Category:  News & Politics

Via:  vic-eldred  •  3 years ago  •  11 comments

By:   Anthony Castrovince

Braves nearly unhittable, seize 2-1 WS lead
“The goal of every game is to get a win,” said Braves catcher Travis d'Arnaud, whose Statcast-projected 437-foot solo homer in the eighth inning was one of the rare bits of offense in this one. “I think a no-hitter would have been a bonus, but when they got that hit, that wasn't our goal when the game started. It was just to go out there, execute pitches, get outs and end with a win. That's ultimately what we did.”

S E E D E D   C O N T E N T





ATLANTA -- The ball flared off Astros pinch-hitter  Aledmys Díaz 's bat, into the cool and misty autumn air, before  landing just in front of the outstretched glove  of left fielder  Eddie Rosario . The Truist Park crowd, gathered here for the Braves’ first World Series home game since 1999, groaned as Díaz reached safely on a soft leadoff single that could have been caught, abruptly ending Atlanta’s no-hit bid -- which had begun with five hitless innings from rookie starter  Ian Anderson  -- in the top of the eighth.





But while the Braves fell six outs shy of history, they did not fall to the Astros, and that’s all that matters in this closely contested Fall Classic. The Braves’ 2-0 victory in Game 3 has them up 2-1 in the best-of-seven Series after a Friday night rife with all the tension, suspense and second-guessing we love about October baseball.
“The goal of every game is to get a win,” said Braves catcher  Travis d'Arnaud , whose Statcast-projected 437-foot solo homer in the eighth inning was one of the rare bits of offense in this one. “I think a no-hitter would have been a bonus, but when they got that hit, that wasn't our goal when the game started. It was just to go out there, execute pitches, get outs and end with a win. That's ultimately what we did.”
With Anderson and relievers  A.J. Minter  and  Luke Jackson  holding Houston hitless through seven innings, the Braves had the  longest World Series no-hit bid  since Jim Lonborg’s 7 2/3 no-hit innings for the Red Sox in Game 2 of the 1967 Fall Classic against the Cardinals. Anderson became the only World Series pitcher other than the Yankees’ Don Larsen (whose Game 5 perfecto against the Dodgers in 1956 of course stands as the only no-no in Series history) to complete an outing with five or more hitless innings, and his removal by Braves manager Brian Snitker after the fifth was -- and will likely continue to be -- a matter of great discussion.
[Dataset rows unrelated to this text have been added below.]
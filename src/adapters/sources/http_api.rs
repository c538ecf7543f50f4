//! HTTP API source
//!
//! Fetches a JSON array of sales records with a single `GET`.

use super::traits::FactSource;
use crate::config::ApiSourceConfig;
use crate::domain::{EtlError, Result, SalesRecord, SourceError};
use async_trait::async_trait;
use reqwest::Client;
use secrecy::ExposeSecret;
use std::time::Duration;

/// Source backed by an HTTP endpoint
pub struct HttpApiSource {
    config: ApiSourceConfig,
    client: Client,
}

impl HttpApiSource {
    /// Create a new API source
    ///
    /// # Errors
    ///
    /// Returns an error if the HTTP client cannot be built.
    pub fn new(config: ApiSourceConfig) -> Result<Self> {
        let client = Client::builder()
            .timeout(Duration::from_secs(config.timeout_seconds))
            .user_agent(concat!("sales-etl/", env!("CARGO_PKG_VERSION")))
            .build()
            .map_err(|e| EtlError::Configuration(format!("Failed to build HTTP client: {e}")))?;

        Ok(Self { config, client })
    }
}

#[async_trait]
impl FactSource for HttpApiSource {
    fn name(&self) -> &str {
        &self.config.name
    }

    async fn extract(&self) -> Result<Vec<SalesRecord>> {
        let mut request = self
            .client
            .get(&self.config.url)
            .header(reqwest::header::ACCEPT, "application/json");
        if let Some(token) = &self.config.token {
            request = request.bearer_auth(token.expose_secret().as_str());
        }

        tracing::debug!(source = %self.config.name, url = %self.config.url, "Requesting sales");

        let response = request
            .send()
            .await
            .map_err(|e| SourceError::RequestFailed(e.to_string()))?;

        let status = response.status();
        if !status.is_success() {
            let body = response.text().await.unwrap_or_default();
            return Err(SourceError::Http {
                status: status.as_u16(),
                message: body,
            }
            .into());
        }

        let records = response
            .json::<Vec<SalesRecord>>()
            .await
            .map_err(|e| SourceError::InvalidFormat(e.to_string()))?;

        Ok(records)
    }
}
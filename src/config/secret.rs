//! Secret handling for credentials in configuration
//!
//! Connection strings and API tokens are wrapped in `secrecy::Secret`, which
//! zeroizes the value on drop and redacts it in `Debug` output. Call
//! `expose_secret()` at the point of use only.
//!
//! ```rust
//! use sales_etl::config::secret_string;
//! use secrecy::ExposeSecret;
//!
//! let token = secret_string("api-token".to_string());
//! assert_eq!(token.expose_secret().as_str(), "api-token");
//! println!("{:?}", token); // Secret([REDACTED ...])
//! ```

use secrecy::{CloneableSecret, DebugSecret, Secret, SerializableSecret};
use serde::{Deserialize, Deserializer, Serialize, Serializer};
use zeroize::Zeroize;

/// String payload stored inside a [`SecretString`]
#[derive(Clone, Debug, Zeroize)]
#[zeroize(drop)]
pub struct SecretValue(String);

impl CloneableSecret for SecretValue {}
impl DebugSecret for SecretValue {}
impl SerializableSecret for SecretValue {}

impl From<String> for SecretValue {
    fn from(s: String) -> Self {
        SecretValue(s)
    }
}

impl AsRef<str> for SecretValue {
    fn as_ref(&self) -> &str {
        &self.0
    }
}

impl SecretValue {
    pub fn as_str(&self) -> &str {
        &self.0
    }

    pub fn is_empty(&self) -> bool {
        self.0.is_empty()
    }

    pub fn starts_with(&self, prefix: &str) -> bool {
        self.0.starts_with(prefix)
    }
}

impl Serialize for SecretValue {
    fn serialize<S>(&self, serializer: S) -> Result<S::Ok, S::Error>
    where
        S: Serializer,
    {
        self.0.serialize(serializer)
    }
}

impl<'de> Deserialize<'de> for SecretValue {
    fn deserialize<D>(deserializer: D) -> Result<Self, D::Error>
    where
        D: Deserializer<'de>,
    {
        String::deserialize(deserializer).map(SecretValue)
    }
}

/// Secret string used for connection strings and tokens
pub type SecretString = Secret<SecretValue>;

/// Wrap a plain string as a [`SecretString`]
#[inline]
pub fn secret_string(value: String) -> SecretString {
    Secret::new(SecretValue::from(value))
}
//! Extraction orchestrator - drives one run from sources to dimension loaders
//!
//! Sources are processed strictly in registration order. Plain sources are
//! isolated: a failure is logged and the source contributes nothing. The
//! single enriched source yields a bundle whose dimensions are loaded in
//! customer, product, order order once every source has run. Failures outside
//! that isolation, panics included, end the run early and are recorded in the
//! [`RunReport`].

use crate::adapters::sources::{FactSource, Source, SourceKind};
use crate::adapters::warehouse::{DimensionLoader, DimensionLoaders};
use crate::core::extraction::report::{LoadStatus, RunFailure, RunReport, SourceReport};
use crate::domain::{Dimension, EtlError, ExtractionBundle, Result, SalesRecord};
use crate::{log_dimension_loaded, log_error_with_context, log_source_extracted};
use futures::FutureExt;
use std::any::Any;
use std::panic::AssertUnwindSafe;
use std::sync::Arc;
use std::time::Instant;
use tracing::Instrument;

/// Extraction orchestrator
pub struct ExtractionOrchestrator {
    sources: Vec<Source>,
    loaders: DimensionLoaders,
}

impl ExtractionOrchestrator {
    /// Create a new orchestrator
    ///
    /// # Errors
    ///
    /// Returns a configuration error if more than one enriched source is registered.
    pub fn new(sources: Vec<Source>, loaders: DimensionLoaders) -> Result<Self> {
        let enriched: Vec<&str> = sources
            .iter()
            .filter(|s| s.is_enriched())
            .map(Source::name)
            .collect();

        if enriched.len() > 1 {
            return Err(EtlError::Configuration(format!(
                "At most one enriched source may be registered, found {}: {}",
                enriched.len(),
                enriched.join(", ")
            )));
        }

        Ok(Self { sources, loaders })
    }

    /// Registered sources in processing order
    pub fn sources(&self) -> &[Source] {
        &self.sources
    }

    /// Execute one extraction run
    ///
    /// Never fails: every outcome, including aborted runs, is described by
    /// the returned report.
    pub async fn execute_extraction(&self) -> RunReport {
        let start_time = Instant::now();
        let mut report = RunReport::new();
        let span = tracing::info_span!("extraction_run", run_id = %report.run_id);

        async {
            tracing::info!(sources = self.sources.len(), "Starting extraction run");

            if self.sources.is_empty() {
                tracing::error!("No extraction sources registered, nothing to extract");
                report.mark_no_sources();
                return;
            }

            if let Err(failure) = self.extract_and_load(&mut report).await {
                tracing::error!(
                    stage = %failure.stage,
                    error = %failure.error,
                    "Extraction run aborted, remaining stages skipped"
                );
                report.set_failure(failure);
                return;
            }

            tracing::info!(
                total_facts = report.total_facts,
                dimensions_loaded = report.dimensions_loaded(),
                "Extraction run complete; fact records are not persisted by this version"
            );
            report.completed = true;
        }
        .instrument(span)
        .await;

        report.with_duration(start_time.elapsed())
    }

    async fn extract_and_load(
        &self,
        report: &mut RunReport,
    ) -> std::result::Result<(), RunFailure> {
        let mut facts: Vec<SalesRecord> = Vec::new();
        let mut bundle: Option<ExtractionBundle> = None;

        for source in &self.sources {
            match source {
                Source::Enriched(enriched) => {
                    tracing::info!(source = %enriched.name(), "Extracting with dimensions");

                    let extraction = AssertUnwindSafe(enriched.extract_with_dimensions())
                        .catch_unwind()
                        .await
                        .unwrap_or_else(|payload| Err(panic_error(payload)));

                    let mut extracted = match extraction {
                        Ok(extracted) => extracted,
                        Err(e) => {
                            log_error_with_context!(&e, "Enriched extraction failed");
                            report.record_source(SourceReport::failed(
                                enriched.name(),
                                SourceKind::Enriched,
                                e.to_string(),
                            ));
                            return Err(RunFailure::extraction(enriched.name(), e));
                        }
                    };

                    let counts = extracted.counts();
                    tracing::info!(
                        source = %enriched.name(),
                        customers = counts.customers,
                        products = counts.products,
                        orders = counts.orders,
                        sales = counts.sales,
                        "Extracted dimension bundle"
                    );
                    report.record_source(SourceReport::enriched(enriched.name(), counts));
                    report.bundle = Some(counts);

                    facts.append(&mut extracted.sales);
                    bundle = Some(extracted);
                }
                Source::Plain(plain) => {
                    let extracted = extract_from_source(plain.clone(), report).await;
                    facts.extend(extracted);
                }
            }
        }

        report.total_facts = facts.len();
        tracing::info!(total_facts = facts.len(), "Fact extraction finished");

        let Some(bundle) = bundle else {
            let warning = "No dimension bundle produced, skipping dimension loading";
            tracing::warn!("{}", warning);
            report.add_warning(warning);
            return Ok(());
        };

        report.begin_loading();
        load_dimension(
            Dimension::Customer,
            &*self.loaders.customers,
            &bundle.customers,
            report,
        )
        .await?;
        load_dimension(
            Dimension::Product,
            &*self.loaders.products,
            &bundle.products,
            report,
        )
        .await?;
        load_dimension(
            Dimension::Order,
            &*self.loaders.orders,
            &bundle.orders,
            report,
        )
        .await?;

        Ok(())
    }
}

/// Extract from a plain source, recovering from any failure
///
/// The extraction runs as its own task so a panicking source is contained
/// the same way as one returning an error.
async fn extract_from_source(
    source: Arc<dyn FactSource>,
    report: &mut RunReport,
) -> Vec<SalesRecord> {
    let name = source.name().to_string();
    let handle = tokio::spawn(async move { source.extract().await }.in_current_span());

    let outcome = match handle.await {
        Ok(result) => result.map_err(|e| e.to_string()),
        Err(join_error) => Err(format!("Extraction task failed: {}", join_error)),
    };

    match outcome {
        Ok(records) => {
            log_source_extracted!(name, records.len());
            report.record_source(SourceReport::extracted(name, records.len()));
            records
        }
        Err(error) => {
            tracing::error!(
                source = %name,
                error = %error,
                "Source extraction failed, continuing without its records"
            );
            report.record_source(SourceReport::failed(name, SourceKind::Plain, error));
            Vec::new()
        }
    }
}

/// Turn a caught panic into an error carrying its message
fn panic_error(payload: Box<dyn Any + Send>) -> EtlError {
    let message = payload
        .downcast_ref::<&str>()
        .map(|s| s.to_string())
        .or_else(|| payload.downcast_ref::<String>().cloned())
        .unwrap_or_else(|| "unknown panic payload".to_string());

    EtlError::Other(format!("panicked: {message}"))
}

async fn load_dimension<R>(
    dimension: Dimension,
    loader: &dyn DimensionLoader<R>,
    records: &[R],
    report: &mut RunReport,
) -> std::result::Result<(), RunFailure>
where
    R: Send + Sync,
{
    tracing::info!(dimension = %dimension, records = records.len(), "Loading dimension");

    let result = AssertUnwindSafe(loader.load(records))
        .catch_unwind()
        .await
        .unwrap_or_else(|payload| Err(panic_error(payload)));

    match result {
        Ok(written) => {
            log_dimension_loaded!(dimension, records.len(), written);
            report.set_load_status(
                dimension,
                LoadStatus::Loaded {
                    records: records.len(),
                    written,
                },
            );
            Ok(())
        }
        Err(e) => {
            log_error_with_context!(&e, "Dimension load failed");
            report.set_load_status(
                dimension,
                LoadStatus::Failed {
                    records: records.len(),
                    error: e.to_string(),
                },
            );
            Err(RunFailure::loading(dimension, e))
        }
    }
}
But Anderson, who lowered his career postseason ERA to 1.26 through eight starts, did not protest getting pulled.





“Obviously, you want the chance to compete,” he said, “especially on the biggest stage like this is. Yeah, I knew [Snitker] wasn't going to budge. It's hard to. You've got guys like  [Tyler] Matzek  and Minter and Luke and  Will [Smith]  at the back end coming in, you can't blame him for going to those guys. Those guys, time in and time out, get it done, and they did it again tonight.”
Díaz’s hit was one of only two by an Astros team that was colder than the 49-degree first-pitch temperature. An  Austin Riley  RBI double in the third inning and  d’Arnaud's homer in the eighth  were enough to snap Atlanta’s World Series home losing streak at five -- their last win was the 1995 title clincher at Atlanta-Fulton County Stadium -- and earn back the Series edge over Houston.



The win bodes well for Atlanta’s title chances, too. The previous 60 times a World Series was tied 1-1, the team winning Game 3 has gone on to win the title on 39 occasions (65%). That has been the case in six of the past nine World Series and 13 of the last 17 instances in the Fall Classic.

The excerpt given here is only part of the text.